_WORK TO COMPLETE_.
Look over the material for the string "audit". Copy every line where it turns up.
..............................
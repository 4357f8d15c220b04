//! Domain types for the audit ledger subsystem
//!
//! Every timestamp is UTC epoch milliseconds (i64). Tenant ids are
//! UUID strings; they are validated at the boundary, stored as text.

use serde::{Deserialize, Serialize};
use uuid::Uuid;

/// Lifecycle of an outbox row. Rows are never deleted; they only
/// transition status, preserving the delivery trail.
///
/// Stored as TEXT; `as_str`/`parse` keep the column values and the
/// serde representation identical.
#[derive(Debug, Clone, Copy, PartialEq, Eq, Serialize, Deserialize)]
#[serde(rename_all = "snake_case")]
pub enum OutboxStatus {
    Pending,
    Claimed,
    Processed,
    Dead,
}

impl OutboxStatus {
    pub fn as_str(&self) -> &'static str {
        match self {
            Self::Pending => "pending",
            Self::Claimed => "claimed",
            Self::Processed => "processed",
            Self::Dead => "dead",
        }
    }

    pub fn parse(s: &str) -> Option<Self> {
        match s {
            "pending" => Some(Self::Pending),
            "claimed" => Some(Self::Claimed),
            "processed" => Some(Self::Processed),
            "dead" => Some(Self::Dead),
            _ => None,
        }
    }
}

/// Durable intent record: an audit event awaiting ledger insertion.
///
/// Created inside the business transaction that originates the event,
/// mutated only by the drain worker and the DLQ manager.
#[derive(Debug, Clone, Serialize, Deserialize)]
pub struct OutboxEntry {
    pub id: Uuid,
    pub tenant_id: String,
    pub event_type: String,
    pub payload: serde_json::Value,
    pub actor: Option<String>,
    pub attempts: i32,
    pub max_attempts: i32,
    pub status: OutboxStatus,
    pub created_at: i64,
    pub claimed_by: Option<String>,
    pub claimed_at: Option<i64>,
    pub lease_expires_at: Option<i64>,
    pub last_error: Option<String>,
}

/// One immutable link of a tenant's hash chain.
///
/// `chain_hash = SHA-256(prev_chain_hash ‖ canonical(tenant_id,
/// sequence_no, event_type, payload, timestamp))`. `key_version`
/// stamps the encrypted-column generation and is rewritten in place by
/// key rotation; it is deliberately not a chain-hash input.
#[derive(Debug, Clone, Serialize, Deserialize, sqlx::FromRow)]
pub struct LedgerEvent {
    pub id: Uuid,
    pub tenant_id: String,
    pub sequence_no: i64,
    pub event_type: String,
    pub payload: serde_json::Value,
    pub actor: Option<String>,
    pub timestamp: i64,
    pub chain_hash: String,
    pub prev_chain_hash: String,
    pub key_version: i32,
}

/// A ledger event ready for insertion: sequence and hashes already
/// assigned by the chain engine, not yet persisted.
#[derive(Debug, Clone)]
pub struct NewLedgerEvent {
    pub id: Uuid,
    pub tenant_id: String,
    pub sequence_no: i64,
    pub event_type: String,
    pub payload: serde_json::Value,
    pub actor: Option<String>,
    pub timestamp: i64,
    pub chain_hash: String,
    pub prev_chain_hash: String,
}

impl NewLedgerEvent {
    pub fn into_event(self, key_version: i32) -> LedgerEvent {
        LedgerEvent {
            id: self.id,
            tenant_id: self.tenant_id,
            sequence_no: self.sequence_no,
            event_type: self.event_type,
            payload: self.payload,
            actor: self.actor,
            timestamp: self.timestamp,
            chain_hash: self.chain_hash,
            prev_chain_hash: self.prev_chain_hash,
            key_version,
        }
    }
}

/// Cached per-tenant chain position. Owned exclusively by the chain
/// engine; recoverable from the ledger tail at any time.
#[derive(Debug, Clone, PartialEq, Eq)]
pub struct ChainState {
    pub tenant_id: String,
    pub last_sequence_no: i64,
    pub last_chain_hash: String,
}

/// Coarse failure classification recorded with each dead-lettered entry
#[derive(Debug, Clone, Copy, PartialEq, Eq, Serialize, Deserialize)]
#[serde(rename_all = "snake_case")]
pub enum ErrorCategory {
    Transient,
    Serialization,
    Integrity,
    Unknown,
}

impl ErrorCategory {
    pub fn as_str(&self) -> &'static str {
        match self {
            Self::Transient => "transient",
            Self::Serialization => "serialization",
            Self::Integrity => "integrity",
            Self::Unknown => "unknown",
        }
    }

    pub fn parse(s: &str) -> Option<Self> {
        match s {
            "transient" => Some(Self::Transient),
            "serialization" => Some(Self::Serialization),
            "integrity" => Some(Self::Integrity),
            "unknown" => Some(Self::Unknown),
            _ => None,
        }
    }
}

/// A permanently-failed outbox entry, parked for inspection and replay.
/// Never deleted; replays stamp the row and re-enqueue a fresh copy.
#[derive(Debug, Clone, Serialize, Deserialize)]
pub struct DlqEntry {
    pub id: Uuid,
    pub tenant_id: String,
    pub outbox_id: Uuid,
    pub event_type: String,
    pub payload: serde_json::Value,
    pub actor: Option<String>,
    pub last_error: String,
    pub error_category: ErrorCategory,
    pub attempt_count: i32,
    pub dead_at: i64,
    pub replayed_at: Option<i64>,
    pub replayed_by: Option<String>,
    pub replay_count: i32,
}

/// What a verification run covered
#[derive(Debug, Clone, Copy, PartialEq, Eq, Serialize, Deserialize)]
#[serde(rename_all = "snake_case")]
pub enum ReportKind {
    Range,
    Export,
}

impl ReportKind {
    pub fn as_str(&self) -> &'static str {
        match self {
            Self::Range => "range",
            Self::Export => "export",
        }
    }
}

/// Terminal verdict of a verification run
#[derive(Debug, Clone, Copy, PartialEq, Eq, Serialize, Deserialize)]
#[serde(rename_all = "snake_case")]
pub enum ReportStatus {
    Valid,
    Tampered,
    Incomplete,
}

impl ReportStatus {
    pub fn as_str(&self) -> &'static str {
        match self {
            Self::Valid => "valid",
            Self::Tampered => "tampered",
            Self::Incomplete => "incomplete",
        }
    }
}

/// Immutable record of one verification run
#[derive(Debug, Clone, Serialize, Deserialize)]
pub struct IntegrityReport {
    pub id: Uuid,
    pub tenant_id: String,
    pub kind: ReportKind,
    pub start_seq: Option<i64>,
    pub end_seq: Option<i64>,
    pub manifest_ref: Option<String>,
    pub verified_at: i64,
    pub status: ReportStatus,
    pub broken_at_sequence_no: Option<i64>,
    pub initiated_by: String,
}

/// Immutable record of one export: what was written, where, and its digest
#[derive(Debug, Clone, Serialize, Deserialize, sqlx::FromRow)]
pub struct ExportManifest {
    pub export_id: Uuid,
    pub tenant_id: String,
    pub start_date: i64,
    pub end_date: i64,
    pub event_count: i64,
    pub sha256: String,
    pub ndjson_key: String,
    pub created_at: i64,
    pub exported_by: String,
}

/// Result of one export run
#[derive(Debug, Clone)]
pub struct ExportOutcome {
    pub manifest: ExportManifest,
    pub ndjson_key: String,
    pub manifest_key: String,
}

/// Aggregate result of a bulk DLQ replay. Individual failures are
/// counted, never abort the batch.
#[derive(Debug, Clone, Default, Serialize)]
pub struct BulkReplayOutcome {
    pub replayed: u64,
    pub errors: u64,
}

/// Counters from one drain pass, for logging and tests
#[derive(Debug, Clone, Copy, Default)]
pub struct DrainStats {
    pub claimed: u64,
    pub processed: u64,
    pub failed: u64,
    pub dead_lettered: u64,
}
..............................
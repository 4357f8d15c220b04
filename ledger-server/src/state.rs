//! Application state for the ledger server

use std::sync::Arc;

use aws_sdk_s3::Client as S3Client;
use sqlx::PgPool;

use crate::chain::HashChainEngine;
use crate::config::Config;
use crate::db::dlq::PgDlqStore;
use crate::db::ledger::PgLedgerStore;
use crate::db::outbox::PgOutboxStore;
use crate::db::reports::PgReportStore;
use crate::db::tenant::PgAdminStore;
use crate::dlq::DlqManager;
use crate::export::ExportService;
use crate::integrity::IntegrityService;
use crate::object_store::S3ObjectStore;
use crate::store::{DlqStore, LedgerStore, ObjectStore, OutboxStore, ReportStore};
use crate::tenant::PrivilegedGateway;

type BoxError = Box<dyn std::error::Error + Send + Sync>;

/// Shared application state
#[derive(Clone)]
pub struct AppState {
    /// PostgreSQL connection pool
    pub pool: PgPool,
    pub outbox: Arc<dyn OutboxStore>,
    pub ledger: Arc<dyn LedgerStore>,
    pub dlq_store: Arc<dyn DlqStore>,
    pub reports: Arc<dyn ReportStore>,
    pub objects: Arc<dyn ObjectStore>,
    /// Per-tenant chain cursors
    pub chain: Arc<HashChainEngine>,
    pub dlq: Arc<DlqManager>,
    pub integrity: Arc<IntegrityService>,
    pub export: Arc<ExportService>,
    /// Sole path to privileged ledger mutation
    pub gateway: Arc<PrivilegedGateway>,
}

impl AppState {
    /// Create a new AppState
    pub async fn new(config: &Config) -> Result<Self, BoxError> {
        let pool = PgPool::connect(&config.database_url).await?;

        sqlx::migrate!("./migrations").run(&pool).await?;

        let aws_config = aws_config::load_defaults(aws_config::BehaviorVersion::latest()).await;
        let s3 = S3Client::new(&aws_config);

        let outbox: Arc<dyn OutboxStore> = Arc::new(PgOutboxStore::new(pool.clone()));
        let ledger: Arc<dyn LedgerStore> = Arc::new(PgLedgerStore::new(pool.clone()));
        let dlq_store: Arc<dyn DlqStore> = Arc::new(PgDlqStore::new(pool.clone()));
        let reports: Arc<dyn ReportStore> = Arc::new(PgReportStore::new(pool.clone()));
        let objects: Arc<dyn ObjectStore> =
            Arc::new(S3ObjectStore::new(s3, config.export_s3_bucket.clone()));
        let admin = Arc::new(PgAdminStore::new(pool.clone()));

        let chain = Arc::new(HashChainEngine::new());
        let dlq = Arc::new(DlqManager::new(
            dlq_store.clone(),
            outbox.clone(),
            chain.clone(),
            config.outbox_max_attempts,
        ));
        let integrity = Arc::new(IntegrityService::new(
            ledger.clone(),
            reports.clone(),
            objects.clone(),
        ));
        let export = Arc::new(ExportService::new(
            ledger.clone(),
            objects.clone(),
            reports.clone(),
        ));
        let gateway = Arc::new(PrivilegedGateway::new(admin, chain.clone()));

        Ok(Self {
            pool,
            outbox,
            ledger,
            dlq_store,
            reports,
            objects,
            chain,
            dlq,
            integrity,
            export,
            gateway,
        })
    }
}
..............................
_EXERCISE OUTPUT_.
//! Domain types for the audit ledger subsystem
/// Durable intent record: an audit event awaiting ledger insertion.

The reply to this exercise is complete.